Outra semelhança entre "O Paradoxo Cloverfield" e "A Freira" é que ambos retiram da tela o prato principal: Valak aparece muito menos aqui que em "Invocação 2" - até o demônio do garotinho que inferniza o padre tem mais tempo na tela. Sobra espaço para freiras zumbis (?) infestarem a sessão, nessa sopa de ideias que jamais está quente o suficiente para gerar medo ou empolgação.

O que a produção nos serve? Mais um enlatado do terror fast-food entupido de soluções burras (o clímax é patético) e jump-scares, o que há de mais rasteiro no gênero. O macete vicia a plateia, que acha que um bom terror é aquele que "assusta", não importando a maneira. "A Freira" tem sons altíssimos, sustos óbvios, trilha sonora exagerada com desespero para extrair emoção e até mesmo usa o sobrenatural de maneira aleatória: coisas e pessoas aparecem e desaparecem a todo segundo.

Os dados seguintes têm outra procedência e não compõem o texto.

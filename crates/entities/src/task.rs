//! Task entity and its status lifecycle.

use std::fmt;
use std::str::FromStr;

use chrono::{DateTime, Utc};
use serde::{Deserialize, Serialize};
use uuid::Uuid;

use crate::{REQUIRED_MESSAGE, ValidationErrors};

/// Maximum length of a task title.
pub const TITLE_MAX_LEN: usize = 200;

/// Largest accepted value for worked hours (five digits, two decimals).
pub const WORKED_HOURS_MAX: f64 = 999.99;

pub const COMPLETION_REPORT_REQUIRED: &str =
    "Completion report is required when task is marked as completed.";
pub const WORKED_HOURS_REQUIRED: &str =
    "Worked hours are required when task is marked as completed.";

/// Status of a task. Any state may follow any other.
#[derive(Debug, Clone, Copy, Default, PartialEq, Eq, Hash, Serialize, Deserialize)]
#[serde(rename_all = "snake_case")]
pub enum TaskStatus {
    /// Not started.
    #[default]
    Pending,
    /// Being worked on.
    InProgress,
    /// Finished; report and hours are present.
    Completed,
}

impl TaskStatus {
    pub fn as_str(&self) -> &'static str {
        match self {
            Self::Pending => "pending",
            Self::InProgress => "in_progress",
            Self::Completed => "completed",
        }
    }
}

impl fmt::Display for TaskStatus {
    fn fmt(&self, f: &mut fmt::Formatter<'_>) -> fmt::Result {
        f.write_str(self.as_str())
    }
}

impl FromStr for TaskStatus {
    type Err = String;

    fn from_str(s: &str) -> Result<Self, Self::Err> {
        match s {
            "pending" => Ok(Self::Pending),
            "in_progress" => Ok(Self::InProgress),
            "completed" => Ok(Self::Completed),
            other => Err(format!("\"{other}\" is not a valid choice.")),
        }
    }
}

/// An assignable unit of work.
#[derive(Debug, Clone, PartialEq, Serialize, Deserialize)]
pub struct Task {
    /// Unique identifier.
    pub id: Uuid,
    /// Short title.
    pub title: String,
    /// Free-form description (may be empty).
    pub description: String,
    /// Identity doing the work.
    pub assigned_to: Uuid,
    /// Identity that created the task. Never changes after creation.
    pub created_by: Uuid,
    /// Deadline.
    pub due_date: DateTime<Utc>,
    /// Current status.
    pub status: TaskStatus,
    /// Report submitted on completion.
    pub completion_report: Option<String>,
    /// Hours spent, submitted on completion.
    pub worked_hours: Option<f64>,
    /// When this record was created.
    pub created_at: DateTime<Utc>,
    /// When this record was last updated.
    pub updated_at: DateTime<Utc>,
}

impl Task {
    /// Creates a new pending task.
    pub fn new(
        title: impl Into<String>,
        assigned_to: Uuid,
        created_by: Uuid,
        due_date: DateTime<Utc>,
    ) -> Self {
        let now = Utc::now();
        Self {
            id: Uuid::new_v4(),
            title: title.into(),
            description: String::new(),
            assigned_to,
            created_by,
            due_date,
            status: TaskStatus::Pending,
            completion_report: None,
            worked_hours: None,
            created_at: now,
            updated_at: now,
        }
    }

    /// Sets the description.
    pub fn with_description(mut self, description: impl Into<String>) -> Self {
        self.description = description.into();
        self
    }

    /// Sets the status.
    pub fn with_status(mut self, status: TaskStatus) -> Self {
        self.status = status;
        self
    }

    /// Sets the completion report and worked hours.
    pub fn with_completion(mut self, report: impl Into<String>, hours: f64) -> Self {
        self.completion_report = Some(report.into());
        self.worked_hours = Some(hours);
        self
    }

    pub fn is_completed(&self) -> bool {
        self.status == TaskStatus::Completed
    }

    /// Checks field constraints and the completed-only field rule.
    ///
    /// Report and hours of a non-completed task are not checked at all.
    ///
    /// Both completion errors are reported together when both are missing.
    pub fn validate(&self) -> Result<(), ValidationErrors> {
        let mut errors = ValidationErrors::new();

        if self.title.trim().is_empty() {
            errors.add("title", REQUIRED_MESSAGE);
        } else if self.title.chars().count() > TITLE_MAX_LEN {
            errors.add(
                "title",
                format!("Ensure this field has no more than {TITLE_MAX_LEN} characters."),
            );
        }

        // Hours on a non-completed task are dropped by `normalize`, never checked.
        if let Some(hours) = self.worked_hours.filter(|_| self.is_completed()) {
            if !hours.is_finite() {
                errors.add("workedHours", "A valid number is required.");
            } else if hours < 0.0 {
                errors.add("workedHours", "Ensure this value is greater than or equal to 0.");
            } else if hours > WORKED_HOURS_MAX {
                errors.add(
                    "workedHours",
                    "Ensure that there are no more than 5 digits in total.",
                );
            }
        }

        if self.is_completed() {
            let has_report = self
                .completion_report
                .as_deref()
                .is_some_and(|report| !report.trim().is_empty());
            if !has_report {
                errors.add("completionReport", COMPLETION_REPORT_REQUIRED);
            }
            if self.worked_hours.is_none() {
                errors.add("workedHours", WORKED_HOURS_REQUIRED);
            }
        }

        errors.into_result()
    }

    /// Applies the completed-only data policy.
    ///
    /// Non-completed tasks never carry a report or hours; hours are kept at
    /// two decimal places.
    pub fn normalize(&mut self) {
        if self.is_completed() {
            self.worked_hours = self.worked_hours.map(|h| (h * 100.0).round() / 100.0);
        } else {
            self.completion_report = None;
            self.worked_hours = None;
        }
    }

    /// Validates and then normalizes. Every write path goes through this.
    pub fn prepare_for_save(&mut self) -> Result<(), ValidationErrors> {
        self.validate()?;
        self.normalize();
        Ok(())
    }

    /// Returns true if the patch changes anything other than status, report
    /// or hours.
    pub fn changes_details(&self, patch: &TaskPatch) -> bool {
        patch.title.as_ref().is_some_and(|t| *t != self.title)
            || patch
                .description
                .as_ref()
                .is_some_and(|d| *d != self.description)
            || patch.assigned_to.is_some_and(|a| a != self.assigned_to)
            || patch.due_date.is_some_and(|d| d != self.due_date)
    }

    /// Copies every field present in the patch onto the task.
    pub fn apply_patch(&mut self, patch: TaskPatch) {
        if let Some(title) = patch.title {
            self.title = title;
        }
        if let Some(description) = patch.description {
            self.description = description;
        }
        if let Some(assigned_to) = patch.assigned_to {
            self.assigned_to = assigned_to;
        }
        if let Some(due_date) = patch.due_date {
            self.due_date = due_date;
        }
        if let Some(status) = patch.status {
            self.status = status;
        }
        if let Some(report) = patch.completion_report {
            self.completion_report = Some(report);
        }
        if let Some(hours) = patch.worked_hours {
            self.worked_hours = Some(hours);
        }
    }

    /// Bumps `updated_at`.
    pub fn touch(&mut self) {
        self.updated_at = Utc::now();
    }
}

/// A partial update; `None` leaves a field unchanged.
#[derive(Debug, Clone, Default, PartialEq)]
pub struct TaskPatch {
    pub title: Option<String>,
    pub description: Option<String>,
    pub assigned_to: Option<Uuid>,
    pub due_date: Option<DateTime<Utc>>,
    pub status: Option<TaskStatus>,
    pub completion_report: Option<String>,
    pub worked_hours: Option<f64>,
}

impl TaskPatch {
    /// A patch touching only status, report and hours.
    pub fn progress(
        status: TaskStatus,
        completion_report: Option<String>,
        worked_hours: Option<f64>,
    ) -> Self {
        Self {
            status: Some(status),
            completion_report,
            worked_hours,
            ..Default::default()
        }
    }
}
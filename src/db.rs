use anyhow::{Context, Result};
use sqlx::MySqlPool;
use sqlx::mysql::MySqlPoolOptions;

pub async fn init_db(database_url: &str) -> Result<MySqlPool> {
    let pool = MySqlPoolOptions::new()
        .max_connections(10)
        .connect(database_url)
        .await
        .context("Failed to connect to database")?;

    sqlx::migrate!("./migrations")
        .run(&pool)
        .await
        .context("Failed to run database migrations")?;

    Ok(pool)
}

/// MySQL reports unique key violations as SQLSTATE 23000.
pub fn is_duplicate_key(e: &sqlx::Error) -> bool {
    match e {
        sqlx::Error::Database(db_err) => db_err.code().as_deref() == Some("23000"),
        _ => false,
    }
}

Para receber o rótulo de "ruim", "A Freira" teria que melhorar muito, sendo o pior exemplar da franquia "Invocação do Mal". Empreitada pobre e amadora que envergonha o gênero em troca de contas bancárias recheadas, chegamos muito, mas muito próximos de conseguir retirar nada de bom da produção - há duas ou três cenas compostas de maneira mais caprichada, o que alavancam com muito suor a fita do patamar de ostracismo absoluto. Mal sabia que, ao dizer que o filme era o "capítulo mais sombrio do universo 'Invocação do Mal'", o marketing estava sendo literal: a película é deveras escura. Não mentiram, entretanto, "A Freira" tem muita sorte de não existir reembolso no cinema pela qualidade do que pagamos para ver. Se pudesse, eu queria meu dinheiro de volta.